The project needed several pieces of research simultaneously in a limited time, such as finding out the exact amount of uranium-235 needed to achieve critical mass. In 1943, many scientists moved to the U.S. to join the project after establishing a combined policy committee with Great Britain and Canada. In 1943, J. Robert Oppenheimer had already begun designing and building the first Manhattan project bombs in Los Alamos, New Mexico laboratory. In 1944, The U.S. started mining natural uranium-238 from the Navajo Nation in Arizona.

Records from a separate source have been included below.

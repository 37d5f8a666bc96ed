use crate::hydro::euler::Primitive;
use crate::state::{Coordinates, SimulationState};

/// Generator for flow states with a closed form in space and time. Serves
/// two roles: evaluated at the start time it provides the initial condition,
/// and evaluated at any later time it is the reference ("exact") solution
/// the checkpoint reporter measures divergence against.
///
pub trait Initializer {
    /// A human-readable name for status banners.
    fn name(&self) -> &'static str;

    /// The state this model takes at time `t` on the given coordinates.
    fn evaluate(&self, t: f64, coords: &Coordinates) -> SimulationState;
}

/// A Gaussian density bump riding on a uniform background at constant
/// velocity and uniform pressure. The pressure never varies, so the bump
/// advects rigidly and the profile at time `t` is the initial profile
/// translated by `velocity * t`.
///
pub struct Lump {
    center: Vec<f64>,
    velocity: Vec<f64>,
    rho0: f64,
    rho_amp: f64,
    width: f64,
    pressure: f64,
    gamma_law_index: f64,
}

impl Lump {
    pub fn new(
        center: Vec<f64>,
        velocity: Vec<f64>,
        rho0: f64,
        rho_amp: f64,
        width: f64,
        pressure: f64,
        gamma_law_index: f64,
    ) -> Self {
        if center.len() != velocity.len() {
            panic!(
                "lump center ({}d) and velocity ({}d) must agree",
                center.len(),
                velocity.len()
            )
        }
        Self {
            center,
            velocity,
            rho0,
            rho_amp,
            width,
            pressure,
            gamma_law_index,
        }
    }

    fn density_at(&self, t: f64, coords: &Coordinates, zone: usize) -> f64 {
        let r2: f64 = (0..coords.dim())
            .map(|axis| {
                let dx = coords.axis(axis)[zone] - self.center[axis] - self.velocity[axis] * t;
                dx * dx
            })
            .sum();
        self.rho0 + self.rho_amp * f64::exp(-r2 / (self.width * self.width))
    }
}

impl Initializer for Lump {
    fn name(&self) -> &'static str {
        "Lump"
    }

    fn evaluate(&self, t: f64, coords: &Coordinates) -> SimulationState {
        let dim = coords.dim();
        let num_zones = coords.num_zones();

        assert_eq!(dim, self.center.len(), "lump dimensionality must match the mesh");

        let mut mass = Vec::with_capacity(num_zones);
        let mut energy = Vec::with_capacity(num_zones);
        let mut momentum = vec![Vec::with_capacity(num_zones); dim];

        let mut velocity = [0.0; 3];
        velocity[..dim].copy_from_slice(&self.velocity);

        for zone in 0..num_zones {
            let prim = Primitive::new(self.density_at(t, coords, zone), velocity, self.pressure);
            let cons = prim.to_conserved(self.gamma_law_index);

            mass.push(cons.mass_density());
            energy.push(cons.energy_density());
            for (axis, m) in momentum.iter_mut().enumerate() {
                m.push(match axis {
                    0 => cons.momentum_1(),
                    1 => cons.momentum_2(),
                    _ => cons.momentum_3(),
                });
            }
        }
        SimulationState::from_fields(mass, energy, momentum)
    }
}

The Trinity test, which is the first-ever testing of an atomic bomb, took place on the 16th of July, 1945. The U.S. did this test in Alamogordo, New Mexico, a remote desert location. The scientists did the Trinity test in a controlled environment where scientists could analyse the results remotely from a distance. People felt the heat from the blast 10 miles away and described the explosion as bright as the sun. The Trinity test blast had an explosive power of 20,000 tons of TNT and created a 40,000 feet high mushroom of clouds. The Trinity test bomb was named ‘The Gadget’, and it was plutonium fuelled bomb.

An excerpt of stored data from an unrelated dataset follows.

use std::ops::{Add, Mul, Sub};




/**
 * The conserved fields of a compressible inviscid flow: one array per field,
 * all sharing a common spatial discretization. The mass and energy densities
 * are scalars; the momentum density has one array per spatial axis. States
 * are immutable by convention: each advance of the solution produces a new
 * state rather than mutating in place.
 */
#[derive(Clone, Debug, PartialEq, serde::Serialize, serde::Deserialize)]
pub struct SimulationState {
    mass: Vec<f64>,
    energy: Vec<f64>,
    momentum: Vec<Vec<f64>>,
}

pub const AXIS_NAMES: [&str; 3] = ["x", "y", "z"];




// ============================================================================
impl SimulationState {

    /**
     * Build a state from its field arrays. All arrays must have the same
     * length and the momentum must carry between one and three axes.
     */
    pub fn from_fields(mass: Vec<f64>, energy: Vec<f64>, momentum: Vec<Vec<f64>>) -> Self {
        if momentum.is_empty() || momentum.len() > AXIS_NAMES.len() {
            panic!("momentum must have 1-3 axes, got {}", momentum.len())
        }
        if energy.len() != mass.len() || momentum.iter().any(|m| m.len() != mass.len()) {
            panic!("conserved field arrays must all have the same length")
        }
        Self { mass, energy, momentum }
    }

    pub fn zeros(dim: usize, num_zones: usize) -> Self {
        Self::from_fields(
            vec![0.0; num_zones],
            vec![0.0; num_zones],
            vec![vec![0.0; num_zones]; dim],
        )
    }

    pub fn dim(&self) -> usize {
        self.momentum.len()
    }

    pub fn num_zones(&self) -> usize {
        self.mass.len()
    }

    pub fn num_fields(&self) -> usize {
        self.dim() + 2
    }

    pub fn mass(&self) -> &[f64] {
        &self.mass
    }

    pub fn energy(&self) -> &[f64] {
        &self.energy
    }

    pub fn momentum(&self, axis: usize) -> &[f64] {
        &self.momentum[axis]
    }




    /**
     * Return the field arrays with their conventional labels, in field order
     * (density, energy, one momentum per axis), as consumed by dump writers.
     */
    pub fn fields(&self) -> Vec<(String, &[f64])> {
        let mut fields: Vec<(String, &[f64])> = vec![
            ("density".to_string(), self.mass.as_slice()),
            ("energy".to_string(), self.energy.as_slice()),
        ];
        for (axis, m) in self.momentum.iter().enumerate() {
            fields.push((format!("momentum_{}", AXIS_NAMES[axis]), m.as_slice()));
        }
        fields
    }




    /**
     * The maximum absolute pointwise difference between this state and
     * another, per field, in field order. Used to measure departure from a
     * reference solution.
     */
    pub fn max_abs_diff(&self, other: &Self) -> Vec<f64> {
        fn max_diff(a: &[f64], b: &[f64]) -> f64 {
            a.iter()
                .zip(b)
                .map(|(x, y)| (x - y).abs())
                .fold(0.0, f64::max)
        }

        let mut errors = vec![
            max_diff(&self.mass, &other.mass),
            max_diff(&self.energy, &other.energy),
        ];
        for (m, n) in self.momentum.iter().zip(&other.momentum) {
            errors.push(max_diff(m, n));
        }
        errors
    }

    fn zip_with<F>(mut self, other: &Self, f: F) -> Self
    where
        F: Fn(f64, f64) -> f64,
    {
        assert_eq!(self.dim(), other.dim());
        assert_eq!(self.num_zones(), other.num_zones());

        for (x, y) in self.mass.iter_mut().zip(&other.mass) {
            *x = f(*x, *y)
        }
        for (x, y) in self.energy.iter_mut().zip(&other.energy) {
            *x = f(*x, *y)
        }
        for (m, n) in self.momentum.iter_mut().zip(&other.momentum) {
            for (x, y) in m.iter_mut().zip(n) {
                *x = f(*x, *y)
            }
        }
        self
    }

    fn map<F>(mut self, f: F) -> Self
    where
        F: Fn(f64) -> f64,
    {
        for x in self.mass.iter_mut() {
            *x = f(*x)
        }
        for x in self.energy.iter_mut() {
            *x = f(*x)
        }
        for m in self.momentum.iter_mut() {
            for x in m.iter_mut() {
                *x = f(*x)
            }
        }
        self
    }
}




// ============================================================================
impl Add<SimulationState> for SimulationState {
    type Output = Self;
    fn add(self, other: Self) -> Self {
        self.zip_with(&other, |x, y| x + y)
    }
}

impl Sub<SimulationState> for SimulationState {
    type Output = Self;
    fn sub(self, other: Self) -> Self {
        self.zip_with(&other, |x, y| x - y)
    }
}

impl Mul<f64> for SimulationState {
    type Output = Self;
    fn mul(self, a: f64) -> Self {
        self.map(|x| x * a)
    }
}




/**
 * The node positions of the spatial discretization: one coordinate array per
 * axis, all of equal length. Exposed by the mesh and consumed by the
 * initializers and the checkpoint reporter.
 */
#[derive(Clone, Debug, serde::Serialize, serde::Deserialize)]
pub struct Coordinates {
    axes: Vec<Vec<f64>>,
}




// ============================================================================
impl Coordinates {

    pub fn from_axes(axes: Vec<Vec<f64>>) -> Self {
        if axes.is_empty() || axes.len() > AXIS_NAMES.len() {
            panic!("coordinates must have 1-3 axes, got {}", axes.len())
        }
        if axes.iter().any(|a| a.len() != axes[0].len()) {
            panic!("coordinate arrays must all have the same length")
        }
        Self { axes }
    }

    pub fn dim(&self) -> usize {
        self.axes.len()
    }

    pub fn num_zones(&self) -> usize {
        self.axes[0].len()
    }

    pub fn axis(&self, axis: usize) -> &[f64] {
        &self.axes[axis]
    }
}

Oppenheimer developed two more bombs, ‘the little boy’ gun-type design with uranium-235 as its nuclear source and ‘the fat man’ was developed with implosion assembly method that used plutonium-239 source. The plutonium core bomb had to use the implosion assembly method due to some issues. The University of Chicago developed the only method for obtaining plutonium-239, which was through transmutation in a reactor pile of uranium-238. The isotope plutonium-239 is ideal for nuclear fission, whereas plutonium-240 has a relatively higher spontaneous rate, lowering the energy for the bomb’s detonation. The isotope of plutonium-240 increases the risk of pre-detonation. For plutonium production, the manhattan project built a reactor on the Colombia river near Washington, the Hanford Engineer Works. The Hanford reactor produced less pure plutonium-239 and had traces of plutonium-240. Physicist Seth Neddermeyer at Los Alamos overcame this problem by incorporating conventional explosives around a central plutonium mass. He thought that increased density would allow plutonium to reach its critical mass; the explosives would ignite and release shock wave that would compress the inner plutonium for detonation.

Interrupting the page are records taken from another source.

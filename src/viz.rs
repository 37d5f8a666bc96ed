use std::fs::File;
use std::io;
use std::io::BufWriter;
use std::path::PathBuf;

/// Visualization sink: persists a named list of field arrays for one step of
/// a run. The file format is owned by the implementor; the driver only
/// supplies the labelled data, the basename, and the step/time stamps.
///
pub trait Visualization {
    fn write_dump(
        &mut self,
        basename: &str,
        step: u64,
        t: f64,
        fields: &[(String, &[f64])],
    ) -> io::Result<()>;
}

#[derive(serde::Serialize)]
struct Dump<'a> {
    step: u64,
    time: f64,
    fields: Vec<(&'a str, &'a [f64])>,
}

/// Writes each dump as a single CBOR document, `<basename>.cbor`, in a
/// target directory.
///
pub struct CborWriter {
    directory: PathBuf,
}

impl CborWriter {
    pub fn new<P: Into<PathBuf>>(directory: P) -> Self {
        Self {
            directory: directory.into(),
        }
    }
}

impl Visualization for CborWriter {
    fn write_dump(
        &mut self,
        basename: &str,
        step: u64,
        t: f64,
        fields: &[(String, &[f64])],
    ) -> io::Result<()> {
        let dump = Dump {
            step,
            time: t,
            fields: fields.iter().map(|(name, data)| (name.as_str(), *data)).collect(),
        };
        let file = File::create(self.directory.join(format!("{}.cbor", basename)))?;
        let mut buffer = BufWriter::new(file);

        ciborium::ser::into_writer(&dump, &mut buffer)
            .map_err(|e| io::Error::new(io::ErrorKind::Other, e.to_string()))
    }
}

#[cfg(test)]
mod test {

    use super::{CborWriter, Visualization};

    #[derive(serde::Deserialize)]
    struct Dump {
        step: u64,
        time: f64,
        fields: Vec<(String, Vec<f64>)>,
    }

    #[test]
    fn dumps_round_trip_through_cbor() {
        let dir = std::env::temp_dir().join(format!("cbor-writer-test-{}", std::process::id()));
        std::fs::create_dir_all(&dir).unwrap();

        let density = vec![1.0, 2.0, 3.0];
        let fields = vec![("density".to_string(), density.as_slice())];

        let mut writer = CborWriter::new(&dir);
        writer.write_dump("case-0000-0010", 10, 0.5, &fields).unwrap();

        let file = std::fs::File::open(dir.join("case-0000-0010.cbor")).unwrap();
        let dump: Dump = ciborium::de::from_reader(file).unwrap();

        assert_eq!(dump.step, 10);
        assert_eq!(dump.time, 0.5);
        assert_eq!(dump.fields[0].0, "density");
        assert_eq!(dump.fields[0].1, density);

        std::fs::remove_dir_all(&dir).unwrap();
    }

    #[test]
    fn a_missing_directory_is_an_io_error() {
        let mut writer = CborWriter::new("/nonexistent-path/for-sure");
        assert!(writer.write_dump("case", 0, 0.0, &[]).is_err());
    }
}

A single scientist is not responsible for the development of the atomic bomb. Brilliant minds from all over the world joined ‘The Manhattan Project’ to create a weapon of mass destruction against Nazi Germany before they have gained such destructive power for themselves. The Manhattan project had employed nearly 130,000 employees, and its cost was around $2 Million, which, according to this date, is roughly $25 Million. The Allied forces did not use the Atomic bomb against Germany as the allied forces had already invaded France and defeated Germany.